Building Atlas PM Agent, the page-scoped chat had to be useful on real PRDs and backlogs without the AI ever silently overwriting user content.
THE DECISION
The scoped chat assistant cannot write to the database. It can only emit structured proposal cards (create_story, edit_prd_section, etc.) that the user must explicitly Apply.
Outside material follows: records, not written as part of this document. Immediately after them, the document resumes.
//! JSON parsing for Slack export records.
//!
//! Handles validation of raw day-file records into domain messages.

use std::path::Path;

use serde::Deserialize;

use crate::domain::{
    AppError, Attachment, AuthorRef, ExportFile, Lifecycle, LinkRef, Message, Result, SlackTs,
    ThreadLink,
};

/// File modes for attachments that cannot be downloaded.
const UNAVAILABLE_FILE_MODES: &[&str] = &["tombstone", "hidden_by_limit"];

/// Raw message record as stored in a day file.
#[derive(Debug, Deserialize)]
struct RawMessage {
    #[serde(default)]
    ts: Option<String>,
    #[serde(default)]
    user: Option<String>,
    #[serde(default)]
    username: Option<String>,
    #[serde(default)]
    text: Option<String>,
    #[serde(default)]
    user_profile: Option<RawProfile>,
    #[serde(default)]
    bot_profile: Option<RawBotProfile>,
    #[serde(default)]
    thread_ts: Option<String>,
    #[serde(default)]
    replies: Option<Vec<serde_json::Value>>,
    #[serde(default)]
    reply_count: Option<u64>,
    #[serde(default)]
    files: Option<Vec<RawFile>>,
    #[serde(default)]
    attachments: Option<Vec<RawLink>>,
}

#[derive(Debug, Deserialize, Default)]
struct RawProfile {
    #[serde(default)]
    display_name: Option<String>,
    #[serde(default)]
    real_name: Option<String>,
}

#[derive(Debug, Deserialize, Default)]
struct RawBotProfile {
    #[serde(default)]
    name: Option<String>,
}

#[derive(Debug, Deserialize)]
struct RawFile {
    #[serde(default)]
    id: Option<String>,
    #[serde(default)]
    name: Option<String>,
    #[serde(default)]
    url_private: Option<String>,
    #[serde(default)]
    size: Option<u64>,
    #[serde(default)]
    mode: Option<String>,
    #[serde(default)]
    date_deleted: Option<i64>,
}

#[derive(Debug, Deserialize)]
struct RawLink {
    #[serde(default)]
    title: Option<String>,
    #[serde(default)]
    title_link: Option<String>,
    #[serde(default)]
    from_url: Option<String>,
    #[serde(default)]
    text: Option<String>,
    #[serde(default)]
    service_name: Option<String>,
    #[serde(default)]
    service_icon: Option<String>,
    #[serde(default)]
    image_url: Option<String>,
    #[serde(default)]
    thumb_url: Option<String>,
}

/// Parses every message of a channel, in file order then record order.
///
/// # Errors
/// Returns a parse error for the first malformed message record.
pub fn parse_channel(files: &[ExportFile]) -> Result<Vec<Message>> {
    let mut messages = Vec::new();

    for file in files {
        tracing::debug!(
            channel = ?file.channel,
            date = ?file.date,
            "Parsing export file: {}",
            file.path.display()
        );
        for (index, record) in file.records.iter().enumerate() {
            if let Some(message) = parse_record(record, &file.path, index, messages.len())? {
                messages.push(message);
            }
        }
    }

    Ok(messages)
}

/// Parses one record; records that are not messages yield `None`.
///
/// # Errors
/// Returns a parse error if a message record is malformed.
pub fn parse_record(
    record: &serde_json::Value,
    path: &Path,
    index: usize,
    seq: usize,
) -> Result<Option<Message>> {
    if !record.is_object() {
        return Err(AppError::parse_record(path, index, "record is not an object"));
    }

    let kind = record.get("type").and_then(serde_json::Value::as_str);
    if kind != Some("message") {
        tracing::debug!(record = index, kind = ?kind, "Skipping non-message record");
        return Ok(None);
    }

    let raw: RawMessage =
        serde_json::from_value(record.clone()).map_err(|e| AppError::Parse {
            path: path.to_path_buf(),
            record: Some(index),
            message: e.to_string(),
            source: Some(e),
        })?;

    let ts = parse_ts(raw.ts.as_deref(), "ts", path, index)?;
    let thread = match raw.thread_ts.as_deref() {
        Some(parent) => {
            let parent = parse_ts(Some(parent), "thread_ts", path, index)?;
            if parent == ts {
                ThreadLink::Root
            } else {
                ThreadLink::Reply { parent }
            }
        }
        None if raw.replies.is_some() || raw.reply_count.unwrap_or(0) > 0 => ThreadLink::Root,
        None => ThreadLink::TopLevel,
    };

    let attachments = raw
        .files
        .unwrap_or_default()
        .into_iter()
        .map(|f| to_attachment(f, path, index))
        .collect::<Result<Vec<_>>>()?;

    let links = raw
        .attachments
        .unwrap_or_default()
        .into_iter()
        .map(to_link)
        .collect();

    Ok(Some(Message {
        ts,
        seq,
        author: to_author(raw.user, raw.username, raw.user_profile, raw.bot_profile),
        text: raw.text.unwrap_or_default(),
        attachments,
        links,
        thread,
    }))
}

fn parse_ts(value: Option<&str>, field: &str, path: &Path, index: usize) -> Result<SlackTs> {
    let value = value.ok_or_else(|| AppError::parse_record(path, index, format!("missing {field}")))?;
    value
        .parse()
        .map_err(|e: String| AppError::parse_record(path, index, format!("{field}: {e}")))
}

fn non_empty(value: Option<String>) -> Option<String> {
    value.filter(|s| !s.trim().is_empty())
}

fn to_author(
    user: Option<String>,
    username: Option<String>,
    profile: Option<RawProfile>,
    bot: Option<RawBotProfile>,
) -> AuthorRef {
    let profile = profile.unwrap_or_default();
    let bot = bot.unwrap_or_default();

    let inline = [
        profile.display_name,
        profile.real_name,
        username,
        bot.name,
        user.clone(),
    ]
    .into_iter()
    .filter_map(non_empty)
    .collect();

    AuthorRef {
        user_id: non_empty(user),
        inline,
    }
}

fn to_attachment(raw: RawFile, path: &Path, index: usize) -> Result<Attachment> {
    let unavailable = raw
        .mode
        .as_deref()
        .is_some_and(|mode| UNAVAILABLE_FILE_MODES.contains(&mode));

    if unavailable {
        return Ok(Attachment {
            id: raw.id.unwrap_or_default(),
            name: raw.name.unwrap_or_default(),
            url: raw.url_private.unwrap_or_default(),
            size: raw.size,
            lifecycle: Lifecycle::Tombstoned {
                deleted_at: raw.date_deleted,
            },
        });
    }

    let missing = |field: &str| AppError::parse_record(path, index, format!("file is missing {field}"));
    Ok(Attachment {
        id: raw.id.ok_or_else(|| missing("id"))?,
        name: raw.name.ok_or_else(|| missing("name"))?,
        url: raw.url_private.ok_or_else(|| missing("url_private"))?,
        size: raw.size,
        lifecycle: Lifecycle::Normal,
    })
}

fn to_link(raw: RawLink) -> LinkRef {
    LinkRef {
        title: raw.title,
        title_link: raw.title_link.or(raw.from_url),
        text: raw.text,
        service_name: raw.service_name,
        service_icon: raw.service_icon,
        image_url: raw.image_url,
        thumb_url: raw.thumb_url,
    }
}
//! Domain-level error types for slack2discord.
//!
//! All errors are typed with `thiserror`. Each variant is fatal to the run
//! (or, for posting, to the current channel); recoverable conditions such as
//! tombstoned attachments are logged as warnings and never reach this enum.

use std::path::PathBuf;
use thiserror::Error;

/// Application-level errors.
#[derive(Error, Debug)]
pub enum AppError {
    /// A named source path does not exist.
    #[error("Path not found: {path}")]
    NotFound { path: PathBuf },

    /// The export path does not have the shape the scan mode expects.
    #[error("Unexpected export structure: {message}")]
    Structure { message: String },

    /// A day file could not be read as a list of message records.
    #[error("Failed to parse {}{}: {message}", path.display(), record.map(|i| format!(" (record {i})")).unwrap_or_default())]
    Parse {
        path: PathBuf,
        record: Option<usize>,
        message: String,
        #[source]
        source: Option<serde_json::Error>,
    },

    /// Fetching an attachment from Slack failed.
    #[error("Download failed for {url}: {message}")]
    Download { url: String, message: String },

    /// Discord refused a call, or retries were exhausted.
    #[error("Posting to #{channel} failed: {message}")]
    Post { channel: String, message: String },

    /// JSON parsing failed outside of an export day file.
    #[error("JSON parse error: {message}")]
    JsonParse {
        message: String,
        #[source]
        source: Option<serde_json::Error>,
    },

    /// Configuration or environment error.
    #[error("Configuration error: {message}")]
    Config { message: String },

    /// IO operation failed.
    #[error("IO error: {message}")]
    Io {
        message: String,
        #[source]
        source: Option<std::io::Error>,
    },
}

impl AppError {
    /// Create a JSON parse error.
    pub fn json_parse(err: serde_json::Error) -> Self {
        Self::JsonParse {
            message: err.to_string(),
            source: Some(err),
        }
    }

    /// Create an IO error with context.
    pub fn io(message: impl Into<String>, err: std::io::Error) -> Self {
        Self::Io {
            message: message.into(),
            source: Some(err),
        }
    }

    /// Create a structure error.
    pub fn structure(message: impl Into<String>) -> Self {
        Self::Structure {
            message: message.into(),
        }
    }

    /// Create a parse error for a whole file.
    pub fn parse_file(path: impl Into<PathBuf>, err: serde_json::Error) -> Self {
        Self::Parse {
            path: path.into(),
            record: None,
            message: err.to_string(),
            source: Some(err),
        }
    }

    /// Create a parse error for a single record within a file.
    pub fn parse_record(path: impl Into<PathBuf>, record: usize, message: impl Into<String>) -> Self {
        Self::Parse {
            path: path.into(),
            record: Some(record),
            message: message.into(),
            source: None,
        }
    }
}

/// Result type alias using `AppError`.
pub type Result<T> = std::result::Result<T, AppError>;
Letting an LLM write directly to a PRD is a trust-killer — a single bad edit destroys confidence in the whole tool
Forcing the model to call typed propose_* tools enforces output shape and keeps the write path narrow and auditable
PRD applies snapshot the prior content into a versions table first, so even an Apply is reversible
The same pattern lets the chat stay ephemeral on the backlog page — no message persistence needed because intent is captured by the proposal, not the conversation
Trustworthy AI edits on real PRDs
Reversible PRD writes via auto-snapshot
One narrow write path that's easy to audit and rate-limit
Structured outputs (typed tool calls) instead of free-form text
Extra click between intent and outcome
More code than 'just stream and patch'
Backlog applies aren't versioned yet — only PRD has full undo
The agent became safe enough to use on actual PRDs. The proposal card pattern also doubles as a UX primitive — users can see exactly what's about to change before committing, which is the only way I'd put an LLM near a source-of-truth artifact.
For agentic writes, the right unit isn't 'message' or 'edit' — it's 'proposal'. Make the model produce typed proposals, make the human commit them, and snapshot before every commit. Trust is a feature, not a vibe.